//! # seatlock-core
//!
//! Core crate for Seatlock. Contains configuration schemas, typed
//! identifiers, the seat model, the clock abstraction, and the unified
//! error system.
//!
//! This crate has **no** internal dependencies on other Seatlock crates.

pub mod config;
pub mod error;
pub mod result;
pub mod traits;
pub mod types;

pub use error::AppError;
pub use result::AppResult;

* * * *

▸ **About this exercise**
What you return should match the entries above exactly.

▸ **Final answer**
//! # seatlock-core
//!
//! Core crate for Seatlock. Contains configuration schemas, typed
//! identifiers, the seat model, the clock abstraction, and the unified
//! error system.
//!
//! This crate has **no** internal dependencies on other Seatlock crates.

pub mod config;
pub mod error;
pub mod result;
pub mod traits;
pub mod types;

pub use error::AppError;
pub use result::AppResult;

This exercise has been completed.